Cohort 2 student Sam James published a journal article via Proceedings of the 2023 CHI Conference on Human Factors in Computing Systems entitled ‘Chronic Care in a Life Transition: Challenges and Opportunities for Artificial Intelligence to Support Young Adults With Type 1 Diabetes Moving to University’.

Sam had the following to say about his paper: ‘The paper uses data collected in one-to-one interviews with young adults in the UK who had recently experienced the move to university and were living with type 1 diabetes (T1D). From a thematic analysis of the interviews, findings were made about this life transition and its impact on T1D management. These focused on the changes in lifestyle and the changes in support network. The changes in lifestyle included changes to drinking habits, eating habits, sleeping habits, physical
activity habits and overall schedule. The changes to support network highlighted; the increased independence, parents’ role in T1D management, explaining T1D to people and the assistive roles
people at university fill. From these findings, several opportunities and challenges for technology during the transition to university are discussed, with a focus on artificial intelligence and the closedloop system. These include automated personalisation, customisation, data limitations, the limitations of artificial intelligence in unusual scenarios and the potential of human-centred based design solutions. The paper then considers the wider implication of these findings for other chronic conditions and suggests the need for further research to allow personalised solutions to develop that consider the problems caused by life transitions.

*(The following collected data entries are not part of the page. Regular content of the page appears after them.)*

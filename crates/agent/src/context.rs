//! Per-response generation state
//!
//! A [`ChatInvokeContext`] is owned by exactly one generation task. It holds
//! the accumulating [`AgentMessage`], the cursor into the output item and
//! text part currently receiving deltas, and the event stream every
//! lifecycle event is emitted on.

use std::collections::HashMap;

use llm::{ToolCallDelta, Usage};
use streams::{Stream, StreamError};
use tokio::sync::mpsc;
use tokio_util::sync::CancellationToken;
use tracing::{trace, warn};

use crate::messages::{
  AgentMessage, AgentMessageStatus, ChatEvent, ChatEventKind, FunctionToolCall, IncompleteDetails, InputItem,
  InterruptType, ItemStatus, OutputContent, OutputItem, OutputMessage, ResponseError, ResponseErrorCode,
  ResponseUsage,
};

/// Out-of-band signals addressed to a running response
#[derive(Debug, Clone, Copy, PartialEq, Eq)]
pub enum ControlSignal {
  Interrupt,
}

/// Where the next text delta lands
#[derive(Debug, Default, Clone, Copy)]
struct Cursor {
  output_index: Option<usize>,
  content_index: Option<usize>,
}

pub struct ChatInvokeContext {
  pub(crate) response: AgentMessage,
  pub(crate) input: Vec<InputItem>,
  pub(crate) cancel: CancellationToken,
  pub(crate) control: mpsc::Receiver<ControlSignal>,
  events: Stream<ChatEvent>,
  cursor: Cursor,
  /// Provider tool-call index -> output index
  tool_items: HashMap<usize, usize>,
  terminated: bool,
}

impl ChatInvokeContext {
  pub(crate) fn new(
    response: AgentMessage,
    input: Vec<InputItem>,
    cancel: CancellationToken,
    control: mpsc::Receiver<ControlSignal>,
    events: Stream<ChatEvent>,
  ) -> Self {
    Self {
      response,
      input,
      cancel,
      control,
      events,
      cursor: Cursor::default(),
      tool_items: HashMap::new(),
      terminated: false,
    }
  }

  pub fn response(&self) -> &AgentMessage {
    &self.response
  }

  pub fn response_id(&self) -> &str {
    &self.response.id
  }

  pub fn is_terminated(&self) -> bool {
    self.terminated
  }

  /// Close the event stream once generation is over
  pub(crate) fn close(&self) {
    self.events.close_send();
  }

  async fn emit(&self, kind: ChatEventKind) -> Result<(), StreamError> {
    let event = ChatEvent::new(kind);
    trace!(
      response_id = %self.response.id,
      event_id = %event.event_id,
      event_type = event.kind.event_type(),
      "Emitting chat event"
    );
    self.events.send(event).await
  }

  // ==========================================================================
  // Opening
  // ==========================================================================

  pub(crate) async fn send_created(&self) -> Result<(), StreamError> {
    self
      .emit(ChatEventKind::Created {
        agent_message: self.response.clone(),
      })
      .await
  }

  pub(crate) async fn send_in_progress(&self) -> Result<(), StreamError> {
    self
      .emit(ChatEventKind::InProgress {
        agent_message: self.response.clone(),
      })
      .await
  }

  // ==========================================================================
  // Deltas
  // ==========================================================================

  /// Append a text delta, opening the output message and text part on first use.
  pub(crate) async fn append_text(&mut self, delta: &str) -> Result<(), StreamError> {
    let output_index = self.ensure_output_message().await?;
    let content_index = self.ensure_text_part(output_index).await?;

    let item_id = match &mut self.response.output[output_index] {
      OutputItem::Message(message) => {
        match &mut message.content[content_index] {
          OutputContent::OutputText { text } => text.push_str(delta),
        }
        message.id.clone()
      }
      OutputItem::FunctionCall(call) => call.id.clone(),
    };

    self
      .emit(ChatEventKind::TextDelta {
        item_id,
        output_index,
        content_index,
        delta: delta.to_string(),
      })
      .await
  }

  async fn ensure_output_message(&mut self) -> Result<usize, StreamError> {
    if let Some(index) = self.cursor.output_index {
      return Ok(index);
    }

    let item = OutputItem::Message(OutputMessage {
      id: uuid::Uuid::now_v7().to_string(),
      role: llm::PromptRole::Assistant,
      content: Vec::new(),
      status: ItemStatus::InProgress,
    });
    self.response.output.push(item.clone());
    let output_index = self.response.output.len() - 1;
    self.cursor.output_index = Some(output_index);

    self.emit(ChatEventKind::OutputItemAdded { output_index, item }).await?;
    Ok(output_index)
  }

  async fn ensure_text_part(&mut self, output_index: usize) -> Result<usize, StreamError> {
    if let Some(index) = self.cursor.content_index {
      return Ok(index);
    }

    let part = OutputContent::OutputText { text: String::new() };
    let (item_id, content_index) = match &mut self.response.output[output_index] {
      OutputItem::Message(message) => {
        message.content.push(part.clone());
        (message.id.clone(), message.content.len() - 1)
      }
      OutputItem::FunctionCall(call) => (call.id.clone(), 0),
    };
    self.cursor.content_index = Some(content_index);

    self
      .emit(ChatEventKind::ContentPartAdded {
        item_id,
        output_index,
        content_index,
        part,
      })
      .await?;
    Ok(content_index)
  }

  /// Apply one streamed tool-call fragment.
  pub(crate) async fn apply_tool_call(&mut self, delta: &ToolCallDelta) -> Result<(), StreamError> {
    let output_index = match self.tool_items.get(&delta.index) {
      Some(index) => *index,
      None => {
        let id = uuid::Uuid::now_v7().to_string();
        let item = OutputItem::FunctionCall(FunctionToolCall {
          call_id: delta.id.clone().unwrap_or_else(|| format!("call_{id}")),
          id,
          name: delta.name.clone().unwrap_or_default(),
          arguments: String::new(),
          status: ItemStatus::InProgress,
        });
        self.response.output.push(item.clone());
        let output_index = self.response.output.len() - 1;
        self.tool_items.insert(delta.index, output_index);

        self.emit(ChatEventKind::OutputItemAdded { output_index, item }).await?;
        output_index
      }
    };

    if delta.arguments.is_empty() {
      return Ok(());
    }

    let item_id = match &mut self.response.output[output_index] {
      OutputItem::FunctionCall(call) => {
        call.arguments.push_str(&delta.arguments);
        call.id.clone()
      }
      OutputItem::Message(message) => message.id.clone(),
    };

    self
      .emit(ChatEventKind::FunctionCallArgumentsDelta {
        item_id,
        output_index,
        delta: delta.arguments.clone(),
      })
      .await
  }

  pub(crate) fn set_usage(&mut self, usage: &Usage) {
    self.response.usage = Some(ResponseUsage::from(usage));
  }

  // ==========================================================================
  // Finalization
  // ==========================================================================

  /// Close every open part and item in output order, building `alt_text`.
  pub(crate) async fn finalize_all(&mut self) -> Result<(), StreamError> {
    for output_index in 0..self.response.output.len() {
      let mut pending = Vec::new();

      match &mut self.response.output[output_index] {
        OutputItem::Message(message) => {
          for (content_index, part) in message.content.iter().enumerate() {
            let text = part.text().to_string();
            self.response.alt_text.push_str(&text);
            pending.push(ChatEventKind::TextDone {
              item_id: message.id.clone(),
              output_index,
              content_index,
              text,
            });
            pending.push(ChatEventKind::ContentPartDone {
              item_id: message.id.clone(),
              output_index,
              content_index,
              part: part.clone(),
            });
          }
          message.status = ItemStatus::Completed;
        }
        OutputItem::FunctionCall(call) => {
          pending.push(ChatEventKind::FunctionCallArgumentsDone {
            item_id: call.id.clone(),
            output_index,
            arguments: call.arguments.clone(),
          });
          call.status = ItemStatus::Completed;
        }
      }

      pending.push(ChatEventKind::OutputItemDone {
        output_index,
        item: self.response.output[output_index].clone(),
      });

      for kind in pending {
        self.emit(kind).await?;
      }
    }

    self.cursor = Cursor::default();
    Ok(())
  }

  // ==========================================================================
  // Terminal Events
  // ==========================================================================

  /// Returns false when a terminal event was already emitted
  fn begin_terminal(&mut self, status: AgentMessageStatus) -> bool {
    if self.terminated {
      warn!(
        response_id = %self.response.id,
        ?status,
        "Terminal event already emitted, ignoring"
      );
      return false;
    }
    self.terminated = true;
    self.response.status = status;
    self.response.touch();
    true
  }

  pub(crate) async fn complete(&mut self) -> Result<(), StreamError> {
    if !self.begin_terminal(AgentMessageStatus::Completed) {
      return Ok(());
    }
    self
      .emit(ChatEventKind::Completed {
        agent_message: self.response.clone(),
      })
      .await
  }

  pub(crate) async fn fail(&mut self, code: ResponseErrorCode, message: impl Into<String>) -> Result<(), StreamError> {
    if !self.begin_terminal(AgentMessageStatus::Failed) {
      return Ok(());
    }
    self.response.error = Some(ResponseError {
      code,
      message: message.into(),
    });
    self
      .emit(ChatEventKind::Failed {
        agent_message: self.response.clone(),
      })
      .await
  }

  /// End as `incomplete`. `error` is set for provider-side interruptions.
  pub(crate) async fn interrupt(
    &mut self,
    interrupt_type: InterruptType,
    error: Option<ResponseError>,
    details: Option<IncompleteDetails>,
  ) -> Result<(), StreamError> {
    if !self.begin_terminal(AgentMessageStatus::Incomplete) {
      return Ok(());
    }
    self.response.interrupt_type = interrupt_type;
    self.response.error = error;
    self.response.incomplete_details = details;
    self
      .emit(ChatEventKind::Incomplete {
        agent_message: self.response.clone(),
      })
      .await
  }
}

I was first author on the paper and performed the majority of work across the process with input from my supervisors, who made up the remaining authors. The work I did included the project setup (exploring the research space and gaining ethical approval for the study), data collection (participant recruitment, online interviews and transcribing them), data analysis (thematic analysis)
and write-up (selecting the novel parts of the analysis and creating a paper to explain them).

The work aims to highlight the difficulties that life transitions cause in chronic condition management and to trigger more research into technology during these periods. This hopefully will
lead to the design of management systems that can cope with the challenges of life transitions or increase awareness of times they may be less effective and why.’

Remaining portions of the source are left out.